A federal court in New York city held an arraignment in the case of Halkbank, which is charged with embezzlement, conspiracy, money laundering, fraud and helping Iran evade sanctions.
The case has strained relations between the US and Turkey, and the bank pleaded not guilty against charges targeting its senior officials filed last October.
The bank is being accused of running a “brazen scheme” between 2012 and 2016 to evade US sanctions on Iran.
The indictment charged the bank with helping Iran spending revenues from oil and gas sales by using front companies and through knowledge and under protection of officials in both Iran and Turkey. Officials have allegedly received millions of dollars in bribes and kickbacks, according to the indictment.
Among those involved is Turkish-Iranian business mogul Reza Zarrab, who is accused of bribing senior Turkish officials, including a member of Mr Erdogan's cabinet, to help evade sanctions via Halkbank.
Also on Tuesday, Mr Trump called Turkish President Recep Tayyip Erdogan to discuss the global coronavirus pandemic.
“President Trump and President Erdogan discussed ongoing efforts to combat the coronavirus in the United States and Turkey … agreed to work closely together on the international campaign to defeat the virus and bolster the global economy,” a readout by the White House said. They also discussed Libya and Syria and a need for a ceasefire.

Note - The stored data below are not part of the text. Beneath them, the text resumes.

//! Domain-level errors.

use thiserror::Error;

/// Error raised when constructing a value object from raw input.
#[derive(Debug, Clone, PartialEq, Eq, Error)]
pub enum ValueObjectError {
    #[error("content cannot be empty")]
    ContentEmpty,

    #[error("content is too long ({actual} characters, max {max})")]
    ContentTooLong { max: usize, actual: usize },
}

/// Error raised by an invalid session state transition.
#[derive(Debug, Clone, Copy, PartialEq, Eq, Error)]
pub enum SessionError {
    #[error("session is not authenticated")]
    NotAuthenticated,

    #[error("session is already authenticated")]
    AlreadyAuthenticated,

    #[error("session is closed")]
    Closed,
}

/// Error raised by the storage collaborator.
#[derive(Debug, Clone, PartialEq, Eq, Error)]
pub enum RepositoryError {
    #[error("message {0} not found")]
    MessageNotFound(i64),

    #[error("storage unavailable: {0}")]
    Unavailable(String),
}

/// Error raised when pushing a frame to a live connection.
#[derive(Debug, Clone, PartialEq, Eq, Error)]
pub enum MessagePushError {
    #[error("user {0} is not connected")]
    ClientNotFound(i64),

    #[error("failed to push message: {0}")]
    PushFailed(String),
}
//! Axum handlers.

mod http;
mod websocket;

pub use http::{debug_connections, get_online_members, health_check};
pub use websocket::websocket_handler;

It was not reported whether they discussed the Halkbank case.
Last February, CNN reported that Mr Trump attempted to interfere in the proceedings and drop the charges.
“[US Attorney General William] Barr personally spearheaded an effort last year to negotiate a settlement with the bank that would have allowed it to sidestep an indictment after Turkey's President Recep Tayyip Erdogan pressed Trump in a bid to avoid charges,” CNN said.
The court hearing was held despite a growing coronavirus pandemic in New York.